An extinct language is a language which no longer has any speakers.[1] Extinct languages may be contrasted with dead languages, which are no longer spoken by anyone as their main language.[2]

Contents

Language loss

Normally the transition from a dead to an extinct language occurs when a language undergoes language death while being directly replaced by a different one. For example, Native American languages were replaced by English, French, Portuguese, or Spanish as a result of colonization. The Coptic language, replaced by Arabic in its native Egypt, was once thought to be extinct.
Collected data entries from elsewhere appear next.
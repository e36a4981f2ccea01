//! Nearest-neighbour queries over a collection.

use super::{Database, Error, embedding};
use crate::memory_types::SearchHit;

pub type Result<T> = std::result::Result<T, Error>;

/// Validate search limit is positive. Limits past the collection size are fine.
pub fn validate_limit(limit: usize) -> Result<()> {
    if limit == 0 {
        return Err(Error::InvalidLimit(
            "Limit must be greater than 0".to_string(),
        ));
    }
    Ok(())
}

impl Database {
    /// Return the `k` records closest to `query` by cosine distance.
    ///
    /// Scans every record of the collection, so ordering is exact: results
    /// are sorted by ascending distance, ties keep insertion order. A
    /// collection that never received a record returns an empty result.
    ///
    /// `k` may exceed the collection size; every record is returned then.
    ///
    /// # Errors
    ///
    /// Returns error if `k` is 0, the collection is unknown, the
    /// query width differs from the collection's, or the query fails.
    pub fn query_nearest(
        &self,
        collection: &str,
        query: &[f32],
        k: usize,
    ) -> Result<Vec<SearchHit>> {
        validate_limit(k)?;

        let dims = match self.collection_dimensions(collection)? {
            Some(dims) => dims,
            None => return Ok(Vec::new()),
        };
        if query.len() != dims {
            return Err(Error::MismatchedDimensions {
                expected: dims,
                actual: query.len(),
            });
        }

        let mut stmt = self.conn.prepare(
            r#"
            SELECT id, content, embedding
            FROM memories
            WHERE collection = ?1
            ORDER BY rowid
            "#,
        )?;

        let rows = stmt.query_map([collection], |row| {
            Ok((
                row.get::<_, String>(0)?,
                row.get::<_, String>(1)?,
                row.get::<_, Vec<u8>>(2)?,
            ))
        })?;

        let mut hits = Vec::new();
        for row_result in rows {
            let (id, text, blob) = row_result?;
            let stored = embedding::blob_to_vec(&blob, dims)?;
            let distance = embedding::cosine_distance(query, &stored)?;
            hits.push(SearchHit { id, text, distance });
        }

        // Stable: equal distances stay in rowid order.
        hits.sort_by(|a, b| a.distance.total_cmp(&b.distance));
        hits.truncate(k);
        Ok(hits)
    }
}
Language extinction may also occur when a language evolves into a new language or family of languages. An example of this was Old English, a forerunner of Modern English.

By contrast to an extinct language which no longer has any speakers, a dead language may remain in use for scientific, legal, or ecclesiastical functions. Old Church Slavonic, Avestan, Coptic, Biblical Hebrew, Ge'ez, Latin and Sanskrit are among the many dead languages used as sacred languages.

Alternatively, a language is said to be extinct if, although it is known to have been spoken by people in the past, modern scholarship cannot reconstruct it to the point that it is possible to write in it or translate into it with confidence (say, a simple dialogue or a short tale written in a modern language); whereas a language is referred to as dead, but not extinct, if it is sufficiently known at present to permit such routine use, even though it has no modern speakers. By these definitions Proto-Indo-European (of which only conjectural reconstructions of lexicon and grammar exist) is an extinct language, and Classical Latin and Old Tupi are dead, but not extinct languages.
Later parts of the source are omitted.